The increasing occurrence of microbial and nosocomial infection has stimulated research activities into antimicrobial polymers and textiles [19, 25, 34]. Most medical textiles and polymeric materials used in hospitals are conductive to crosstransmission of diseases, as most microorganisms can survive on these materials for hours to several months [17, 26]. Thus, it would be advantageous for polymeric surfaces and textile materials to exhibit antibacterial properties so as to reduce and prevent disease transmission and cross-contamination within and from hospitals. N-halamines exhibit a similar antimicrobial potency to chlorine bleach, one of the most widely used disinfectants, but they are much more stable, less corrosive and have a considerably reduced tendency to generate halogenated hydrocarbons, making them attractive candidates for the production of antimicrobial polymeric materials. N-halamine compounds are currently used as antimicrobial additives to produce polymers with antimicrobial and biofilm-limiting activities. 

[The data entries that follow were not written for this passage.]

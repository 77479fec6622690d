//! DialogContainer - A whole sub-stack presented as one dialog.
//!
//! The container owns a private `DialogSet`. Its inner stack is kept inside
//! the container's own frame state and rebuilt into a fresh inner
//! `DialogContext` on every hook, so the outer stack only ever sees one
//! frame for the container, and inner and outer dialog ids never collide.

use std::sync::Arc;

use async_trait::async_trait;
use serde_json::Value;
use tracing::debug;

use super::{Dialog, DialogContext, DialogError, DialogSet, DialogStack, DialogTurnResult, DialogTurnStatus};
use crate::domain::foundation::DialogId;

const INNER_STACK_KEY: &str = "dialogStack";

/// Dialog that runs its own registry and stack.
pub struct DialogContainer {
    initial_dialog_id: DialogId,
    dialogs: Arc<DialogSet>,
}

impl DialogContainer {
    /// Wrap `dialogs`, starting at `initial_dialog_id` on begin.
    ///
    /// # Errors
    /// `DialogError::DialogNotFound` if the initial id is not in `dialogs`.
    pub fn new(initial_dialog_id: &str, dialogs: DialogSet) -> Result<Self, DialogError> {
        let initial_dialog_id = DialogId::new(initial_dialog_id)?;
        if !dialogs.contains(initial_dialog_id.as_str()) {
            return Err(DialogError::DialogNotFound(initial_dialog_id.to_string()));
        }
        Ok(Self {
            initial_dialog_id,
            dialogs: Arc::new(dialogs),
        })
    }

    pub fn initial_dialog_id(&self) -> &DialogId {
        &self.initial_dialog_id
    }

    pub fn dialogs(&self) -> &DialogSet {
        &self.dialogs
    }

    fn inner_context(&self, dc: &DialogContext) -> Result<DialogContext, DialogError> {
        let stack = dc.state()?.get::<DialogStack>(INNER_STACK_KEY)?.unwrap_or_default();
        Ok(DialogContext::new(self.dialogs.clone(), dc.turn_handle(), stack))
    }

    /// Map the inner outcome onto the outer frame.
    async fn settle(
        &self,
        dc: &mut DialogContext,
        inner: DialogContext,
        outcome: DialogTurnResult,
    ) -> Result<DialogTurnResult, DialogError> {
        match outcome.status {
            DialogTurnStatus::Waiting => {
                let stack = inner.into_stack();
                debug!(inner_depth = stack.len(), "container waiting");
                dc.state_mut()?.set(INNER_STACK_KEY, stack)?;
                Ok(DialogTurnResult::waiting())
            }
            DialogTurnStatus::Complete => dc.end(outcome.result).await,
            DialogTurnStatus::Empty | DialogTurnStatus::Cancelled => dc.end(None).await,
        }
    }
}

#[async_trait]
impl Dialog for DialogContainer {
    async fn begin(
        &self,
        dc: &mut DialogContext,
        args: Option<Value>,
    ) -> Result<DialogTurnResult, DialogError> {
        let mut inner = DialogContext::new(self.dialogs.clone(), dc.turn_handle(), DialogStack::new());
        let outcome = inner.begin(self.initial_dialog_id.as_str(), args).await?;
        self.settle(dc, inner, outcome).await
    }

    async fn continue_dialog(&self, dc: &mut DialogContext) -> Result<DialogTurnResult, DialogError> {
        let mut inner = self.inner_context(dc)?;
        let outcome = inner.continue_dialog().await?;
        self.settle(dc, inner, outcome).await
    }

    async fn resume(
        &self,
        dc: &mut DialogContext,
        _result: Option<Value>,
    ) -> Result<DialogTurnResult, DialogError> {
        self.continue_dialog(dc).await
    }

    async fn reprompt(&self, dc: &mut DialogContext) -> Result<DialogTurnResult, DialogError> {
        let mut inner = self.inner_context(dc)?;
        let outcome = inner.reprompt().await?;
        self.settle(dc, inner, outcome).await
    }

    async fn cancel(&self, dc: &mut DialogContext) -> Result<(), DialogError> {
        let mut inner = self.inner_context(dc)?;
        inner.cancel_all().await?;
        dc.state_mut()?.remove(INNER_STACK_KEY);
        Ok(())
    }
}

It is important to note that antimicrobial and biofilm resistance are two different characteristics though some materials show both properties at the same time. Antimicrobial materials do not automatically prevent biofilm formation and vice versa. Antimicrobial surfaces could kill bacteria on contact but if dead bacteria cell debris blocks the active biocidal surface, biofilm formation could eventually occur. For example, quaternary anunonium polymers can effectively kill bacteria but when the surface is fouled with dead bacteria debris, biofilm formation is inevitable [188]. Materials with antibiofilm properties will repel the bacterial adhesion very effectively but may not kill the bacteria when they do colonize the surface. PEG surfaces are well known to repel bacteria adhesion. However, PEG surfaces show little antimicrobial activity. Quantitative antibiofilm efficacy tests can be divided into two categories static (minimum biofilm eradication concentration assay, MBEC) and dynamic (flow cell assay). In addition, SEM is a semiquantitative assay, which is discussed in Section 2.5.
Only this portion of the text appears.